News briefs

UNC approves tuition increases

Next year's tuition at the University of North Carolina will increase by $1,100 nonresident undergraduates, $250 for in-state undergraduates and $500 for all graduate students. All students will also have to shell out $170 more next year in fees.

The hikes were approved by the budget and finance committee of the UNC Board of Governors Thursday. The UNC-Chapel Hill trustees requested the increase last month.

The cost of attending UNC Chapel Hill next year will be $19,523 for nonresident undergraduates and $4,875 for in-state undergraduates.

Out-of-state graduate students will pay $19,476 and in-state graduate students will pay $5,478.

Chapel Hill's increases in tuition for out-of-state students were higher than any other campus in the system. UNC-Asheville had the next highest increase, at $600.
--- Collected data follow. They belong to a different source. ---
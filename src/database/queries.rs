// Copyright 2024-2026 The dota-archive authors.
// This file is part of dota-archive.

// dota-archive is free software: you can redistribute it and/or modify
// it under the terms of the GNU General Public License as published by
// the Free Software Foundation, either version 3 of the License, or
// (at your option) any later version.

// dota-archive is distributed in the hope that it will be useful,
// but WITHOUT ANY WARRANTY; without even the implied warranty of
// MERCHANTABILITY or FITNESS FOR A PARTICULAR PURPOSE.  See the
// GNU General Public License for more details.
// You should have received a copy of the GNU General Public License
// along with dota-archive.  If not, see <http://www.gnu.org/licenses/>.

//! Common SQL queries on the archive datastore abstracted into rust functions

use sqlx::any::AnyConnection;

use crate::{
	database::models::{
		round4, HeroPairStat, HeroStatRow, MatchupPairRow, OpponentCacheRow, RebuildSourceRow, SynergyPairRow,
	},
	error::Result,
};

/// Check if `match_id` is already stored. Primary-key probe, no join.
pub async fn match_exists(conn: &mut AnyConnection, match_id: i64) -> Result<bool> {
	let row: Option<(i32,)> = sqlx::query_as("SELECT 1 FROM matches WHERE match_id = $1")
		.bind(match_id)
		.fetch_optional(&mut *conn)
		.await?;
	Ok(row.is_some())
}

/// All matchup rows touching `hero_id` with at least `min_games`, resolved to
/// the hero's point of view.
pub async fn matchup_rows(conn: &mut AnyConnection, hero_id: i32, min_games: i64) -> Result<Vec<HeroPairStat>> {
	let rows: Vec<MatchupPairRow> = sqlx::query_as(
		"SELECT hero_a, hero_b, games, wins_a FROM hero_matchups \
		 WHERE (hero_a = $1 OR hero_b = $2) AND games >= $3",
	)
	.bind(hero_id)
	.bind(hero_id)
	.bind(min_games)
	.fetch_all(&mut *conn)
	.await?;

	Ok(rows
		.into_iter()
		.map(|row| HeroPairStat::new(row.opponent_of(hero_id), row.games, row.wins_for(hero_id)))
		.collect())
}

/// All synergy rows touching `hero_id` with at least `min_games`. The win
/// count is shared by both heroes of a pair, so no side resolution is needed.
pub async fn synergy_rows(conn: &mut AnyConnection, hero_id: i32, min_games: i64) -> Result<Vec<HeroPairStat>> {
	let rows: Vec<SynergyPairRow> = sqlx::query_as(
		"SELECT hero_a, hero_b, games, wins FROM hero_synergy \
		 WHERE (hero_a = $1 OR hero_b = $2) AND games >= $3",
	)
	.bind(hero_id)
	.bind(hero_id)
	.bind(min_games)
	.fetch_all(&mut *conn)
	.await?;

	Ok(rows.into_iter().map(|row| HeroPairStat::new(row.ally_of(hero_id), row.games, row.wins)).collect())
}

pub async fn hero_stat(conn: &mut AnyConnection, hero_id: i32) -> Result<Option<HeroStatRow>> {
	sqlx::query_as("SELECT hero_id, games, wins FROM hero_stats WHERE hero_id = $1")
		.bind(hero_id)
		.fetch_optional(&mut *conn)
		.await
		.map_err(Into::into)
}

/// The hero's overall win rate across retained matches, or None with no games.
pub async fn base_winrate(conn: &mut AnyConnection, hero_id: i32) -> Result<Option<f64>> {
	Ok(hero_stat(&mut *conn, hero_id)
		.await?
		.filter(|stat| stat.games > 0)
		.map(|stat| round4(stat.wins as f64 / stat.games as f64)))
}

pub async fn total_games(conn: &mut AnyConnection, hero_id: i32) -> Result<i64> {
	Ok(hero_stat(&mut *conn, hero_id).await?.map(|stat| stat.games).unwrap_or(0))
}

pub async fn matches_count(conn: &mut AnyConnection) -> Result<i64> {
	let row: (i64,) = sqlx::query_as("SELECT COUNT(*) FROM matches").fetch_one(&mut *conn).await?;
	Ok(row.0)
}

/// Match IDs with `start_time` strictly before `cutoff`, oldest first.
pub async fn match_ids_older_than(conn: &mut AnyConnection, cutoff: i64) -> Result<Vec<i64>> {
	let rows: Vec<(i64,)> =
		sqlx::query_as("SELECT match_id FROM matches WHERE start_time < $1 ORDER BY start_time ASC")
			.bind(cutoff)
			.fetch_all(&mut *conn)
			.await?;
	Ok(rows.into_iter().map(|r| r.0).collect())
}

/// The `count` oldest match IDs by start time, for size-cap enforcement.
pub async fn oldest_match_ids(conn: &mut AnyConnection, count: i64) -> Result<Vec<i64>> {
	let rows: Vec<(i64,)> =
		sqlx::query_as("SELECT match_id FROM matches ORDER BY start_time ASC LIMIT $1")
			.bind(count)
			.fetch_all(&mut *conn)
			.await?;
	Ok(rows.into_iter().map(|r| r.0).collect())
}

/// Every retained match that passes the duration filter, in the shape the
/// aggregate rebuild consumes.
pub async fn rebuild_sources(conn: &mut AnyConnection, min_match_duration: i64) -> Result<Vec<RebuildSourceRow>> {
	sqlx::query_as(
		"SELECT radiant_win, radiant_heroes, dire_heroes FROM matches \
		 WHERE duration IS NULL OR duration >= $1",
	)
	.bind(min_match_duration)
	.fetch_all(&mut *conn)
	.await
	.map_err(Into::into)
}

/// Cached opponent aggregates for one hero, best winrate first.
pub async fn opponent_cache_rows(conn: &mut AnyConnection, hero_id: i32) -> Result<Vec<OpponentCacheRow>> {
	sqlx::query_as(
		"SELECT opponent_hero_id, games, wins, winrate, updated_at FROM hero_matchups_cache \
		 WHERE hero_id = $1 ORDER BY winrate DESC",
	)
	.bind(hero_id)
	.fetch_all(&mut *conn)
	.await
	.map_err(Into::into)
}

/// Row counts of the three aggregate tables, for consistency checks and logs.
pub async fn aggregate_row_counts(conn: &mut AnyConnection) -> Result<(i64, i64, i64)> {
	let stats: (i64,) = sqlx::query_as("SELECT COUNT(*) FROM hero_stats").fetch_one(&mut *conn).await?;
	let matchups: (i64,) = sqlx::query_as("SELECT COUNT(*) FROM hero_matchups").fetch_one(&mut *conn).await?;
	let synergy: (i64,) = sqlx::query_as("SELECT COUNT(*) FROM hero_synergy").fetch_one(&mut *conn).await?;
	Ok((stats.0, matchups.0, synergy.0))
}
Dzau given prestigious medical prize

Dr. Victor Dzau, chancellor for health affairs at Duke University and president and CEO of the Duke University Health System, will be bestowed with the Robert H. Williams, M.D. Award at a Feb. 17 ceremony and banquet.

The award is given annually by the Association of Professors of Medicine, the national organization of departments of internal medicine at U.S. medical schools and affiliated teaching hospitals.
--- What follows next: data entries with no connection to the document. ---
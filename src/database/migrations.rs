// Copyright 2024-2026 The dota-archive authors.
// This file is part of dota-archive.

// dota-archive is free software: you can redistribute it and/or modify
// it under the terms of the GNU General Public License as published by
// the Free Software Foundation, either version 3 of the License, or
// (at your option) any later version.

// dota-archive is distributed in the hope that it will be useful,
// but WITHOUT ANY WARRANTY; without even the implied warranty of
// MERCHANTABILITY or FITNESS FOR A PARTICULAR PURPOSE.  See the
// GNU General Public License for more details.
// You should have received a copy of the GNU General Public License
// along with dota-archive.  If not, see <http://www.gnu.org/licenses/>.

//! The single schema-creation path for the datastore.
//!
//! All DDL lives here; nothing else in the crate creates tables. Apart from
//! auto-increment primary keys the statements are identical on SQLite and
//! PostgreSQL, so the dialect fork is confined to one helper.

use sqlx::{any::AnyConnection, Connection};

use crate::error::{ArchiveError, Result};

pub(crate) const SCHEMA_VERSION: i64 = 1;

/// Create any missing tables and indexes, then record or check the schema
/// version. Safe to run repeatedly.
pub async fn migrate(url: &str) -> Result<()> {
	let sqlite = is_sqlite(url);
	let mut conn = AnyConnection::connect(url).await?;

	if sqlite {
		// concurrent reads while the updater writes; WAL is sticky per file
		sqlx::query("PRAGMA journal_mode=WAL").execute(&mut conn).await?;
		sqlx::query("PRAGMA synchronous=NORMAL").execute(&mut conn).await?;
	}

	for statement in schema_statements(sqlite) {
		sqlx::query(&statement).execute(&mut conn).await?;
	}

	match version(&mut conn).await? {
		None => {
			sqlx::query("INSERT INTO schema_version (version) VALUES ($1)")
				.bind(SCHEMA_VERSION)
				.execute(&mut conn)
				.await?;
		}
		Some(found) if found == SCHEMA_VERSION => {}
		found => return Err(ArchiveError::SchemaVersion { found, expected: SCHEMA_VERSION }),
	}
	log::debug!("datastore schema ready (version {})", SCHEMA_VERSION);
	Ok(())
}

/// The stored schema version, if the datastore has been migrated at all.
pub(crate) async fn version(conn: &mut AnyConnection) -> Result<Option<i64>> {
	let row: Option<(i64,)> =
		sqlx::query_as("SELECT version FROM schema_version").fetch_optional(&mut *conn).await?;
	Ok(row.map(|r| r.0))
}

pub(crate) fn is_sqlite(url: &str) -> bool {
	url.starts_with("sqlite:")
}

/// An auto-increment integer primary key column in the engine's dialect.
fn autoinc(sqlite: bool) -> &'static str {
	if sqlite {
		"id INTEGER PRIMARY KEY AUTOINCREMENT"
	} else {
		"id BIGSERIAL PRIMARY KEY"
	}
}

fn schema_statements(sqlite: bool) -> Vec<String> {
	vec![
		"CREATE TABLE IF NOT EXISTS schema_version ( \
			version BIGINT NOT NULL \
		)"
		.to_string(),
		"CREATE TABLE IF NOT EXISTS matches ( \
			match_id BIGINT PRIMARY KEY, \
			start_time BIGINT NOT NULL, \
			duration BIGINT, \
			patch VARCHAR(16), \
			avg_rank_tier INTEGER, \
			rank_bucket VARCHAR(16) NOT NULL, \
			game_mode INTEGER NOT NULL, \
			lobby_type INTEGER NOT NULL, \
			radiant_win INTEGER NOT NULL, \
			radiant_heroes TEXT NOT NULL, \
			dire_heroes TEXT NOT NULL \
		)"
		.to_string(),
		format!(
			"CREATE TABLE IF NOT EXISTS match_players ( \
				{}, \
				match_id BIGINT NOT NULL, \
				player_slot INTEGER NOT NULL, \
				hero_id INTEGER NOT NULL, \
				is_radiant INTEGER NOT NULL, \
				lane INTEGER, \
				lane_role INTEGER, \
				gold_per_min INTEGER, \
				xp_per_min INTEGER, \
				kills INTEGER, \
				deaths INTEGER, \
				assists INTEGER, \
				hero_damage BIGINT, \
				tower_damage BIGINT, \
				obs_placed INTEGER, \
				sen_placed INTEGER, \
				last_hits INTEGER, \
				denies INTEGER, \
				hero_healing BIGINT, \
				net_worth BIGINT, \
				item0 BIGINT, \
				item1 BIGINT, \
				item2 BIGINT, \
				item3 BIGINT, \
				item4 BIGINT, \
				item5 BIGINT, \
				CONSTRAINT uq_match_players_slot UNIQUE (match_id, player_slot) \
			)",
			autoinc(sqlite)
		),
		"CREATE INDEX IF NOT EXISTS idx_match_players_match_id ON match_players (match_id)".to_string(),
		"CREATE TABLE IF NOT EXISTS hero_stats ( \
			hero_id INTEGER PRIMARY KEY, \
			games BIGINT NOT NULL DEFAULT 0, \
			wins BIGINT NOT NULL DEFAULT 0 \
		)"
		.to_string(),
		"CREATE TABLE IF NOT EXISTS hero_matchups ( \
			hero_a INTEGER NOT NULL, \
			hero_b INTEGER NOT NULL, \
			games BIGINT NOT NULL DEFAULT 0, \
			wins_a BIGINT NOT NULL DEFAULT 0, \
			PRIMARY KEY (hero_a, hero_b) \
		)"
		.to_string(),
		// hero_a is covered by the composite primary key; the OR-query in
		// matchup_rows needs hero_b indexed as well
		"CREATE INDEX IF NOT EXISTS idx_hero_matchups_hero_b ON hero_matchups (hero_b)".to_string(),
		"CREATE TABLE IF NOT EXISTS hero_synergy ( \
			hero_a INTEGER NOT NULL, \
			hero_b INTEGER NOT NULL, \
			games BIGINT NOT NULL DEFAULT 0, \
			wins BIGINT NOT NULL DEFAULT 0, \
			PRIMARY KEY (hero_a, hero_b) \
		)"
		.to_string(),
		format!(
			"CREATE TABLE IF NOT EXISTS hero_matchups_cache ( \
				{}, \
				hero_id INTEGER NOT NULL, \
				opponent_hero_id INTEGER NOT NULL, \
				games BIGINT NOT NULL, \
				wins BIGINT NOT NULL, \
				winrate DOUBLE PRECISION NOT NULL, \
				updated_at BIGINT NOT NULL, \
				CONSTRAINT uq_hero_matchups_cache_pair UNIQUE (hero_id, opponent_hero_id) \
			)",
			autoinc(sqlite)
		),
		"CREATE INDEX IF NOT EXISTS idx_hero_matchups_cache_hero_id ON hero_matchups_cache (hero_id)"
			.to_string(),
		"CREATE TABLE IF NOT EXISTS tokens ( \
			token VARCHAR(128) PRIMARY KEY, \
			user_id BIGINT NOT NULL, \
			expires_at BIGINT NOT NULL \
		)"
		.to_string(),
		"CREATE INDEX IF NOT EXISTS idx_tokens_user_id ON tokens (user_id)".to_string(),
		// owned by the external HTTP layer; created here so one migration
		// path covers the whole datastore
		"CREATE TABLE IF NOT EXISTS user_profiles ( \
			user_id BIGINT PRIMARY KEY, \
			favorite_heroes TEXT NOT NULL, \
			settings TEXT NOT NULL \
		)"
		.to_string(),
		format!(
			"CREATE TABLE IF NOT EXISTS quiz_results ( \
				{}, \
				user_id BIGINT NOT NULL, \
				result TEXT NOT NULL, \
				updated_at BIGINT \
			)",
			autoinc(sqlite)
		),
		"CREATE INDEX IF NOT EXISTS idx_quiz_results_user_id ON quiz_results (user_id)".to_string(),
		format!(
			"CREATE TABLE IF NOT EXISTS feedback ( \
				{}, \
				user_id BIGINT, \
				rating INTEGER, \
				tags TEXT, \
				message TEXT NOT NULL, \
				source VARCHAR(32) NOT NULL, \
				created_at BIGINT \
			)",
			autoinc(sqlite)
		),
		"CREATE INDEX IF NOT EXISTS idx_feedback_user_id ON feedback (user_id)".to_string(),
	]
}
A Duke statement stated that the award is given to a distinguished physician who has demonstrated outstanding leadership as a current or former chair of a department of internal medicine.

Dzau joins two other Duke faculty members as recipients of this award: Dr. James Wyngaarden, who served the Duke Department of Medicine as chair from 1967 to 1983, and Dr. Eugene Stead, who served as chair of the Department of Medicine from 1946 to 1967.

Award-winning author comes to Duke

Jared Diamond, Pulitzer Prize-winning author, will deliver the Crown Lecture in Ethics at 5:30 p.m. Thursday in the Fleishman Commons of the Sanford Institute.

He has written Collapse: How Societies Choose to Fail or Succeed and Guns, Germs, and Steel: the Fates of Human Societies, for which he won a Pulitzer Prize in 1998.

He will deliver a second speech, "What Is Science? Is History a Science?" at 3:30 p.m. Friday in the Nelson Music Room in the East Duke Building on East Campus.

UNC prof to speak about the White House

Terry Sullivan, associate director of the White House Transition Project and associate professor in the political science department at the University of North Carolina at Chapel Hill, is coming to speak at Duke. His lecture will take place Wednesday, Feb. 15 in Social Science Room 139 at 7:30 p.m.

His speech, entitled "About Being President: The NFL, Kansas and the Efficiency of Governing," will draw upon his experience easing the transition between the former President Bill Clinton administration and the President George W. Bush administration.